Ver é um Todo, de Henri Cartier-Bresson

Cartier-Bresson, Henri. Ver é um todo. Entrevistas e conversas. 1951-1998. São Paulo: Gustavo Gili, 2015, pp. 47-48.


Existe Transcendência

Entrevista com Sheila Turner-Seed (1973)


Você precisa se esquecer de si mesmo. Você precisa ser você mesmo, esquecer-se de si mesmo e mergulhar totalmente no que faz para que a imagem ganhe mais força. [...] Sem pensar. Ideias são muito perigosas. Você precisa pensar o tempo todo, mas quando fotografa você não está tentando apresentar um argumento ou demonstrar alguma coisa. Você não prova nada. Acontece sozinho. A fotografia não é um meio de propaganda, mas uma maneira de gritar o que sentimos. É a mesma diferença entre um folheto publicitário e um romance. O romance precisa passar por todos os canais nervosos, pela imaginação. Ele tem muito mais força do que um prospecto pelo qual passamos os olhos antes de jogar fora.

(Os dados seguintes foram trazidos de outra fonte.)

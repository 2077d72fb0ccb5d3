//! Core types for the order seeder.
//!
//! This module provides type-safe wrappers for the domain concepts exchanged
//! with the Shopify Admin API.

pub mod catalog;
pub mod id;
pub mod order;
pub mod price;
pub mod status;

pub use catalog::{Customer, Product, Variant};
pub use id::*;
pub use order::{LineItem, OrderRequest, Transaction};
pub use price::{CurrencyCode, Price, UnknownCurrency};
pub use status::*;
//! Order seeder CLI - create synthetic orders from the terminal.
//!
//! # Usage
//!
//! ```bash
//! # Create 12 orders in batches of 5, 10 seconds apart
//! seed-cli orders generate --count 12
//!
//! # Smaller batches, shorter pause, report written to a file
//! seed-cli orders generate --count 40 --batch-size 4 --delay-ms 2000 --output report.json
//!
//! # Print the orders that would be sent, without creating anything
//! seed-cli orders preview --count 3 --seed 42
//! ```
//!
//! # Commands
//!
//! - `orders generate` - Create synthetic orders in paced batches
//! - `orders preview` - Dry run: synthesize orders and print them
//!
//! Configuration is read from the environment (and `.env`); see
//! `order_seeder_admin::config`. Ctrl+C cancels a running generation; the
//! report still lists every requested order.

#![cfg_attr(not(test), forbid(unsafe_code))]

use std::path::PathBuf;

use clap::{Parser, Subcommand};

mod commands;

#[derive(Parser)]
#[command(name = "seed-cli")]
#[command(author, version, about = "Synthetic Shopify order seeder")]
struct Cli {
    #[command(subcommand)]
    command: Commands,
}

#[derive(Subcommand)]
enum Commands {
    /// Create or preview synthetic orders
    Orders {
        #[command(subcommand)]
        action: OrdersAction,
    },
}

#[derive(Subcommand)]
enum OrdersAction {
    /// Create synthetic orders in paced batches
    Generate {
        /// Number of orders to create
        #[arg(short, long)]
        count: i64,

        /// Orders per batch (default: `ORDER_SEED_BATCH_SIZE`)
        #[arg(short, long)]
        batch_size: Option<usize>,

        /// Pause between batches in milliseconds (default: `ORDER_SEED_BATCH_DELAY_MS`)
        #[arg(short, long)]
        delay_ms: Option<u64>,

        /// Seed for reproducible order synthesis
        #[arg(short, long)]
        seed: Option<u64>,

        /// Write the JSON report to this file instead of stdout
        #[arg(short, long)]
        output: Option<PathBuf>,
    },
    /// Synthesize orders and print them without sending anything
    Preview {
        /// Number of orders to synthesize
        #[arg(short, long, default_value_t = 1)]
        count: i64,

        /// Seed for reproducible order synthesis
        #[arg(short, long)]
        seed: Option<u64>,
    },
}

#[tokio::main]
async fn main() {
    // Initialize tracing (stderr, so stdout stays clean for JSON output)
    tracing_subscriber::fmt()
        .with_env_filter(
            tracing_subscriber::EnvFilter::try_from_default_env()
                .unwrap_or_else(|_| "order_seeder_admin=info,seed_cli=info".into()),
        )
        .with_writer(std::io::stderr)
        .init();

    let cli = Cli::parse();

    let result: Result<(), Box<dyn std::error::Error>> = run(cli).await;

    if let Err(e) = result {
        tracing::error!("Command failed: {e}");
        std::process::exit(1);
    }
}

async fn run(cli: Cli) -> Result<(), Box<dyn std::error::Error>> {
    match cli.command {
        Commands::Orders { action } => match action {
            OrdersAction::Generate {
                count,
                batch_size,
                delay_ms,
                seed,
                output,
            } => {
                let options = commands::orders::GenerateOptions {
                    count,
                    batch_size,
                    delay_ms,
                    seed,
                };
                commands::orders::generate(options, output.as_deref()).await?;
            }
            OrdersAction::Preview { count, seed } => {
                commands::orders::preview(count, seed).await?;
            }
        },
    }
    Ok(())
}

E a poesia é a essência de todas as coisas. Com frequência vejo fotógrafos cultivando a estranheza ou a imperfeição de uma cena pensando tratar-se de poesia. Não. A poesia contém dois elementos que, de repente, entram em conflito, é uma faísca entre ambos. Mas ela acontece muito raramente e não pode ser buscada. É como buscar inspiração. Não. Ela só chega quando nos desenvolvemos e vivemos totalmente imersos na realidade. Quando vou a algum lugar, sempre espero conseguir a foto sobre a qual se dirá: “É verdade. Você sentiu corretamente”. Ao mesmo tempo, porém, não sou nem analista político nem economista. Não sei contar. [...] Sou obcecado por uma única coisa, o prazer visual. Minha maior alegria é a geometria, isto é, a estrutura. Você não pode sair por aí fotografando em busca de uma estrutura, de formas, de motivos e desse tipo de coisa, mas você sente um prazer sensual e simultaneamente um prazer intelectual ao ver que tudo está no lugar certo. É o reconhecimento de uma ordem que está na sua frente. E, finalmente – mas esta é estritamente a minha maneira de sentir as coisas – adoro fotografar. Estar presente. É uma maneira de dizer: “Sim! Sim! Sim!”, como as três últimas palavras de Ulisses, de [James] Joyce. [...] É um “Sim, Sim, Sim”. Não existe talvez. Todos os “talvez” deveriam ir para a lata de lixo. Porque é um instante. É um momento. É uma presença. Está aqui. E dizer “sim!” é um prazer maravilhoso. Mesmo para uma coisa que detestamos. “Sim!” É uma afirmação.